On l’a déjà évoqué de multiples fois : à la différence de Renault, qui ne peut évoquer son passé stylistique qu’en réinjectant un modèle tout entier dans une époque qui n’est originellement pas la sienne, Peugeot constitue peu à peu un vocabulaire global dans lequel la marque peut puiser pour dessiner ses nouvelles voitures, alimentant son lexique avec des formes toujours nouvelles, qui donneront lieu plus tard à leur propre réinterprétation. Disons ça autrement : la R5 nouvellement venue est en réalité sans avenir. Elle récupère le physique de sa devancière, mais elle ne génère aucune forme qui puisse être récupérée dans 20 ou 30 ans.

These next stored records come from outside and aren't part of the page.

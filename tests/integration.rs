// SPDX-License-Identifier: MPL-2.0
use arcana::app::config::{self, Config, GeneralConfig};
use arcana::app::Screen;
use arcana::divination::history;
use arcana::i18n::fluent::I18n;
use arcana::ui::theming::ThemeMode;
use tempfile::tempdir;

#[test]
fn language_change_via_config() {
    // Create a temporary directory for the config file
    let dir = tempdir().expect("Failed to create temporary directory");
    let temp_config_file_path = dir.path().join("settings.toml");

    // 1. Initial config: en-US
    let initial_config = Config {
        general: GeneralConfig {
            language: Some("en-US".to_string()),
            theme_mode: ThemeMode::System,
        },
    };
    config::save_to_path(&initial_config, &temp_config_file_path)
        .expect("Failed to write initial config file");

    let loaded_initial_config = config::load_from_path(&temp_config_file_path)
        .expect("Failed to load initial config from path");
    let i18n_en = I18n::new(None, &loaded_initial_config);
    assert_eq!(i18n_en.current_locale().to_string(), "en-US");

    // 2. Change config to zh-CN
    let chinese_config = Config {
        general: GeneralConfig {
            language: Some("zh-CN".to_string()),
            theme_mode: ThemeMode::System,
        },
    };
    config::save_to_path(&chinese_config, &temp_config_file_path)
        .expect("Failed to write chinese config file");

    let loaded_chinese_config = config::load_from_path(&temp_config_file_path)
        .expect("Failed to load chinese config from path");
    let i18n_zh = I18n::new(None, &loaded_chinese_config);
    assert_eq!(i18n_zh.current_locale().to_string(), "zh-CN");

    dir.close().expect("Failed to close temporary directory");
}

#[test]
fn cli_lang_overrides_config_language() {
    let config = Config {
        general: GeneralConfig {
            language: Some("zh-CN".to_string()),
            theme_mode: ThemeMode::System,
        },
    };
    let i18n = I18n::new(Some("en-US".to_string()), &config);
    assert_eq!(i18n.current_locale().to_string(), "en-US");
}

#[test]
fn screen_names_round_trip_through_the_public_api() {
    for name in [
        "home", "shuffle", "draw", "daily", "result", "chat", "calendar", "explore", "profile",
    ] {
        assert!(Screen::from_name(name).is_some(), "name {name}");
    }
    // The daily reveal is addressable; unknown names resolve to home.
    assert_eq!(Screen::from_name("animation"), Some(Screen::CardAnimation));
    assert_eq!(Screen::resolve("definitely-not-a-screen"), Screen::Home);
}

#[test]
fn bottom_nav_rule_matches_the_navigation_model() {
    assert!(!Screen::Shuffle.shows_bottom_nav());
    assert!(!Screen::Result.shows_bottom_nav());
    assert!(Screen::Home.shows_bottom_nav());
    assert!(Screen::Calendar.shows_bottom_nav());
}

#[test]
fn mock_history_is_consistent_across_the_api() {
    let stats = history::statistics();
    assert_eq!(stats.total, history::RECORDS.len());
    assert_eq!(
        stats.total,
        history::draws_in_month(2024, 12),
        "all mock records sit in December 2024"
    );
    for record in history::RECORDS.iter() {
        assert!(history::record_for(record.date).is_some());
    }
}
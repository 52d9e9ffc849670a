// SPDX-License-Identifier: MPL-2.0
//! Daily draw reveal animation.
//!
//! A fully autonomous timeline: the deck shuffles, the center card is
//! singled out, and once the reveal settles the app moves on to the
//! reading. The screen has no interactive elements.

use crate::app::config::{DAILY_COMPLETE_MS, DAILY_REVEAL_END_MS, DAILY_SHUFFLE_END_MS};
use crate::app::Screen;
use crate::i18n::fluent::I18n;
use crate::ui::design_tokens::{palette, sizing, spacing, typography};
use crate::ui::widgets::CardBack;
use iced::{
    alignment::Horizontal,
    widget::{Column, Container, Row, Text},
    Element, Length,
};
use std::time::{Duration, Instant};

/// Cards rendered in the spread.
const SPREAD_SIZE: usize = 7;

/// Index of the card the animation singles out (the center of the spread).
pub const CHOSEN_INDEX: usize = 3;

/// Stage of the reveal timeline.
#[derive(Debug, Clone, Copy, PartialEq, Eq)]
pub enum Stage {
    Shuffling,
    Revealing,
    Complete,
}

/// Per-visit state. Dropped when the screen is left, which cancels the
/// timeline.
#[derive(Debug, Clone)]
pub struct State {
    entered_at: Instant,
    handed_off: bool,
}

impl State {
    pub fn new(now: Instant) -> Self {
        Self {
            entered_at: now,
            handed_off: false,
        }
    }

    /// Stage at the given instant.
    pub fn stage(&self, now: Instant) -> Stage {
        let elapsed = now.saturating_duration_since(self.entered_at);
        if elapsed < Duration::from_millis(DAILY_SHUFFLE_END_MS) {
            Stage::Shuffling
        } else if elapsed < Duration::from_millis(DAILY_REVEAL_END_MS) {
            Stage::Revealing
        } else {
            Stage::Complete
        }
    }

    /// The chosen card is visible from the revealing stage onward.
    pub fn chosen_card(&self, now: Instant) -> Option<usize> {
        match self.stage(now) {
            Stage::Shuffling => None,
            Stage::Revealing | Stage::Complete => Some(CHOSEN_INDEX),
        }
    }

    /// Advances the timeline. Returns the hand-off event exactly once.
    pub fn tick(&mut self, now: Instant) -> Event {
        let elapsed = now.saturating_duration_since(self.entered_at);
        if !self.handed_off && elapsed >= Duration::from_millis(DAILY_COMPLETE_MS) {
            self.handed_off = true;
            return Event::Navigate(Screen::Result);
        }
        Event::None
    }

    /// The timeline always runs at timer cadence until it hands off.
    pub fn timers_active(&self) -> bool {
        !self.handed_off
    }
}

/// Events propagated to the parent application.
#[derive(Debug, Clone)]
pub enum Event {
    None,
    Navigate(Screen),
}

/// Contextual data needed to render the reveal screen.
pub struct ViewContext<'a> {
    pub i18n: &'a I18n,
    pub state: &'a State,
    pub now: Instant,
    pub elapsed: f32,
}

/// Render the reveal screen. The message type is the app's unit: the
/// screen emits nothing.
pub fn view<'a, Message: 'a + 'static>(ctx: ViewContext<'a>) -> Element<'a, Message> {
    let stage = ctx.state.stage(ctx.now);

    let (headline_key, hint_key) = match stage {
        Stage::Shuffling => ("animation-shuffling-headline", "animation-shuffling-hint"),
        Stage::Revealing => ("animation-revealing-headline", "animation-revealing-hint"),
        Stage::Complete => ("animation-complete-headline", "animation-complete-hint"),
    };

    let guidance = Column::new()
        .align_x(Horizontal::Center)
        .spacing(spacing::XS)
        .push(
            Text::new(ctx.i18n.tr(headline_key))
                .size(typography::TITLE_MD)
                .color(palette::WHITE),
        )
        .push(
            Text::new(ctx.i18n.tr(hint_key))
                .size(typography::BODY)
                .color(palette::MUTED),
        );

    let chosen = ctx.state.chosen_card(ctx.now);
    let mut spread = Row::new().spacing(spacing::XXS);
    for index in 0..SPREAD_SIZE {
        let is_chosen = chosen == Some(index);
        let scale = if is_chosen { 1.2 } else { 1.0 };
        spread = spread.push(
            CardBack::new(
                sizing::CARD_SM_WIDTH * scale,
                sizing::CARD_SM_HEIGHT * scale,
                ctx.elapsed,
            )
            .agitated(stage == Stage::Shuffling || is_chosen)
            .phase(index as f32 * 0.3)
            .into_element(),
        );
    }

    // Three pulsing dots stand in for the loading indicator.
    let mut dots = Row::new().spacing(spacing::XS);
    for index in 0..3 {
        let alpha = 0.4 + 0.6 * ((ctx.elapsed * 2.0 + index as f32 * 0.4).sin() * 0.5 + 0.5);
        dots = dots.push(
            Text::new("●")
                .size(typography::CAPTION)
                .color(iced::Color {
                    a: alpha,
                    ..palette::GOLD
                }),
        );
    }

    let content = Column::new()
        .align_x(Horizontal::Center)
        .spacing(spacing::XL)
        .padding(spacing::LG)
        .push(guidance)
        .push(Container::new(spread).padding(spacing::LG))
        .push(dots);

    Container::new(content)
        .width(Length::Fill)
        .height(Length::Fill)
        .align_x(Horizontal::Center)
        .center_y(Length::Fill)
        .into()
}

#[cfg(test)]
mod tests {
    use super::*;

    fn millis(ms: u64) -> Duration {
        Duration::from_millis(ms)
    }

    #[test]
    fn stages_follow_the_timeline() {
        let start = Instant::now();
        let state = State::new(start);
        assert_eq!(state.stage(start), Stage::Shuffling);
        assert_eq!(state.stage(start + millis(1_999)), Stage::Shuffling);
        assert_eq!(state.stage(start + millis(2_000)), Stage::Revealing);
        assert_eq!(state.stage(start + millis(3_999)), Stage::Revealing);
        assert_eq!(state.stage(start + millis(4_000)), Stage::Complete);
    }

    #[test]
    fn center_card_is_chosen_once_revealing() {
        let start = Instant::now();
        let state = State::new(start);
        assert_eq!(state.chosen_card(start), None);
        assert_eq!(state.chosen_card(start + millis(2_500)), Some(CHOSEN_INDEX));
        assert_eq!(state.chosen_card(start + millis(5_000)), Some(CHOSEN_INDEX));
    }

    #[test]
    fn hand_off_fires_exactly_once() {
        let start = Instant::now();
        let mut state = State::new(start);
        assert!(matches!(state.tick(start + millis(5_000)), Event::None));
        assert!(matches!(
            state.tick(start + millis(5_500)),
            Event::Navigate(Screen::Result)
        ));
        assert!(matches!(state.tick(start + millis(6_000)), Event::None));
        assert!(!state.timers_active());
    }

    #[test]
    fn reveal_view_renders_in_each_stage() {
        let i18n = I18n::default();
        let start = Instant::now();
        let state = State::new(start);
        for offset in [0, 2_500, 4_500] {
            let _element: Element<'_, ()> = view(ViewContext {
                i18n: &i18n,
                state: &state,
                now: start + millis(offset),
                elapsed: offset as f32 / 1_000.0,
            });
        }
    }
}
// SPDX-License-Identifier: MPL-2.0
//! Divination domain layer: the card table, mock draw history, and the
//! mock consultant reply selection.

pub mod card;
pub mod history;
pub mod oracle;

pub use card::{Arcana, CardId, TarotCard};
pub use history::{CardRecord, Mood, Statistics};
pub use oracle::{Oracle, RandomSource};
// SPDX-License-Identifier: MPL-2.0
//! Daily card screen.
//!
//! Shows today's date and either the draw invitation (with the face-down
//! mystery card) or, once drawn, the day's card summary with a link to the
//! history calendar.

use crate::app::Screen;
use crate::divination::card;
use crate::i18n::fluent::I18n;
use crate::ui::design_tokens::{palette, sizing, spacing, typography};
use crate::ui::styles;
use crate::ui::widgets::CardBack;
use chrono::{Datelike, Local, NaiveDate};
use fluent_bundle::FluentArgs;
use iced::{
    alignment::Horizontal,
    widget::{button, Column, Container, Row, Text},
    Element, Length,
};

/// Per-visit state.
#[derive(Debug, Clone)]
pub struct State {
    today: NaiveDate,
    has_drawn_today: bool,
}

impl State {
    pub fn new() -> Self {
        Self::for_date(Local::now().date_naive())
    }

    pub fn for_date(today: NaiveDate) -> Self {
        Self {
            today,
            has_drawn_today: false,
        }
    }

    pub fn has_drawn_today(&self) -> bool {
        self.has_drawn_today
    }

    /// Marks today's draw as done (set when the reveal animation starts).
    pub fn mark_drawn(&mut self) {
        self.has_drawn_today = true;
    }
}

impl Default for State {
    fn default() -> Self {
        Self::new()
    }
}

/// Messages emitted by the daily screen.
#[derive(Debug, Clone)]
pub enum Message {
    Back,
    DrawCard,
    OpenCalendar,
}

/// Events propagated to the parent application.
#[derive(Debug, Clone)]
pub enum Event {
    Navigate(Screen),
}

/// Process a daily screen message.
pub fn update(state: &mut State, message: Message) -> Event {
    match message {
        Message::Back => Event::Navigate(Screen::Home),
        Message::DrawCard => {
            state.mark_drawn();
            Event::Navigate(Screen::CardAnimation)
        }
        Message::OpenCalendar => Event::Navigate(Screen::Calendar),
    }
}

/// Contextual data needed to render the daily screen.
pub struct ViewContext<'a> {
    pub i18n: &'a I18n,
    pub state: &'a State,
    pub elapsed: f32,
}

/// Render the daily screen.
pub fn view<'a>(ctx: ViewContext<'a>) -> Element<'a, Message> {
    let header = Row::new()
        .width(Length::Fill)
        .push(
            button(Text::new(ctx.i18n.tr("back-button")).size(typography::BODY))
                .on_press(Message::Back)
                .style(styles::button::ghost),
        )
        .push(iced::widget::Space::new().width(Length::Fill))
        .push(
            Text::new(ctx.i18n.tr("daily-title"))
                .size(typography::TITLE_MD)
                .color(palette::WHITE),
        )
        .push(iced::widget::Space::new().width(Length::Fill));

    let mut args = FluentArgs::new();
    args.set("year", ctx.state.today.year());
    args.set("month", ctx.state.today.month());
    args.set("day", ctx.state.today.day());
    let date_line = Row::new()
        .spacing(spacing::XS)
        .push(Text::new("✦").color(palette::GOLD))
        .push(
            Text::new(ctx.i18n.tr_with("daily-date", &args))
                .size(typography::BODY)
                .color(palette::GOLD),
        )
        .push(Text::new("✦").color(palette::GOLD));

    let headline = Column::new()
        .align_x(Horizontal::Center)
        .spacing(spacing::XS)
        .push(date_line)
        .push(
            Text::new(ctx.i18n.tr("daily-headline"))
                .size(typography::TITLE_MD)
                .color(palette::WHITE),
        );

    let body: Element<'_, Message> = if ctx.state.has_drawn_today() {
        view_drawn(&ctx)
    } else {
        view_invitation(&ctx)
    };

    let content = Column::new()
        .align_x(Horizontal::Center)
        .spacing(spacing::LG)
        .padding(spacing::LG)
        .push(header)
        .push(headline)
        .push(body);

    Container::new(content)
        .width(Length::Fill)
        .height(Length::Fill)
        .align_x(Horizontal::Center)
        .into()
}

fn view_invitation<'a>(ctx: &ViewContext<'a>) -> Element<'a, Message> {
    let mystery_card = Container::new(
        CardBack::new(
            sizing::CARD_LG_WIDTH * 0.9,
            sizing::CARD_LG_HEIGHT * 0.9,
            ctx.elapsed,
        )
        .into_element(),
    )
    .padding(spacing::SM)
    .style(styles::container::mystical_card);

    let hints = Column::new()
        .align_x(Horizontal::Center)
        .spacing(spacing::XXS)
        .push(
            Text::new(ctx.i18n.tr("daily-meditate-hint"))
                .size(typography::BODY)
                .color(palette::MUTED),
        )
        .push(
            Text::new(ctx.i18n.tr("daily-tap-hint"))
                .size(typography::CAPTION)
                .color(palette::MUTED),
        );

    let draw_button = button(
        Text::new(ctx.i18n.tr("daily-draw-button"))
            .size(typography::TITLE_SM)
            .align_x(Horizontal::Center),
    )
    .on_press(Message::DrawCard)
    .style(styles::button::gold)
    .height(Length::Fixed(sizing::BUTTON_HEIGHT))
    .width(Length::Fixed(220.0));

    let tips = Container::new(
        Column::new()
            .spacing(spacing::XXS)
            .push(
                Text::new(ctx.i18n.tr("daily-tips-title"))
                    .size(typography::BODY)
                    .color(palette::GOLD),
            )
            .push(tip_line(ctx.i18n, "daily-tip-1"))
            .push(tip_line(ctx.i18n, "daily-tip-2"))
            .push(tip_line(ctx.i18n, "daily-tip-3")),
    )
    .padding(spacing::MD)
    .width(Length::Fixed(320.0))
    .style(styles::container::mystical_card);

    Column::new()
        .align_x(Horizontal::Center)
        .spacing(spacing::LG)
        .push(mystery_card)
        .push(hints)
        .push(draw_button)
        .push(tips)
        .into()
}

fn view_drawn<'a>(ctx: &ViewContext<'a>) -> Element<'a, Message> {
    let summary = Container::new(
        Column::new()
            .align_x(Horizontal::Center)
            .spacing(spacing::XS)
            .push(
                Text::new(format!(
                    "{} ({})",
                    ctx.i18n.tr(card::READING_CARD.name_key()),
                    card::READING_CARD.card().english_name
                ))
                .size(typography::TITLE_SM)
                .color(palette::WHITE),
            )
            .push(
                Text::new(ctx.i18n.tr(card::READING_SUMMARY_KEY))
                    .size(typography::BODY)
                    .color(palette::MUTED),
            ),
    )
    .padding(spacing::LG)
    .width(Length::Fixed(320.0))
    .style(styles::container::mystical_card);

    let history_button = button(
        Text::new(ctx.i18n.tr("daily-history-button"))
            .size(typography::BODY)
            .align_x(Horizontal::Center),
    )
    .on_press(Message::OpenCalendar)
    .style(styles::button::outline)
    .width(Length::Fixed(220.0));

    Column::new()
        .align_x(Horizontal::Center)
        .spacing(spacing::LG)
        .push(
            Text::new(ctx.i18n.tr("daily-drawn-headline"))
                .size(typography::BODY)
                .color(palette::MUTED),
        )
        .push(summary)
        .push(history_button)
        .into()
}

fn tip_line<'a>(i18n: &'a I18n, key: &str) -> Element<'a, Message> {
    Text::new(format!("• {}", i18n.tr(key)))
        .size(typography::CAPTION)
        .color(palette::MUTED)
        .into()
}
// SPDX-License-Identifier: MPL-2.0
//! Top-level messages and runtime flags for the application.

use crate::ui::{calendar, chat, daily, draw, explore, home, navbar, profile, result, shuffle};
use std::time::Instant;

use super::Screen;

/// Top-level messages consumed by `App::update`. The variants forward
/// lower-level screen messages while keeping a single update entrypoint.
#[derive(Debug, Clone)]
pub enum Message {
    SwitchScreen(Screen),
    Navbar(navbar::Message),
    Home(home::Message),
    Shuffle(shuffle::Message),
    Draw(draw::Message),
    Daily(daily::Message),
    Result(result::Message),
    Chat(chat::Message),
    Calendar(calendar::Message),
    Explore(explore::Message),
    Profile(profile::Message),
    /// Periodic tick driving the timed flows and the decorative layer.
    Tick(Instant),
}

/// Runtime flags passed in from the CLI to tweak startup behavior.
#[derive(Debug, Default)]
pub struct Flags {
    /// Optional locale override in BCP-47 form (e.g. `zh-CN`, `en-US`).
    pub lang: Option<String>,
    /// Optional screen name to open on startup (e.g. `calendar`).
    /// Unknown names fall back to the home screen.
    pub screen: Option<String>,
}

Au contraire, le 3008 que nous avons juste découvert, et le 5008 tel qu’il nous est révélé aujourd’hui sont suffisamment singuliers dans leur vocabulaire stylistique pour qu’on puisse parier que dans plusieurs décennies, la marque pourra y puiser des formes et des signes qui seront réinvestis dans des déclinaisons nouvelles.

Beau Cul Belle Gueule

Intelligemment, le nouveau 5008 fait en sorte d’être nettement plus séduisant que celui qu’il remplace, parce que l’enjeu désormais, c’est de capter les anciens propriétaires de 3008 MK2 un peu intimidés par le MK3. La norme d’aujourd’hui, c’est l’audace d’hier : ce qui semblait très novateur dans le 3008 MK2 est aujourd’hui considéré comme parfaitement convenable. Mais dans le même temps, ce à quoi le 3008 et le 5008 ont ouvert la porte, c’est l’attente de quelque chose d’un peu transgressif dans un nouveau modèle. Le nouveau 3008 joue à fond cette partition, au risque de perdre un peu la part de la clientèle qui pourrait être un peu frileuse devant une telle proposition. Le 5008, lui, est une sorte de croisement entre l’ancien et le nouveau : clivant à l’avant, consensuel à l’arrière. S’il est nécessaire de se faire à l’intégralité de la physionomie du 3008, la majeure partie du 5008 est, elle, immédiatement appréciable.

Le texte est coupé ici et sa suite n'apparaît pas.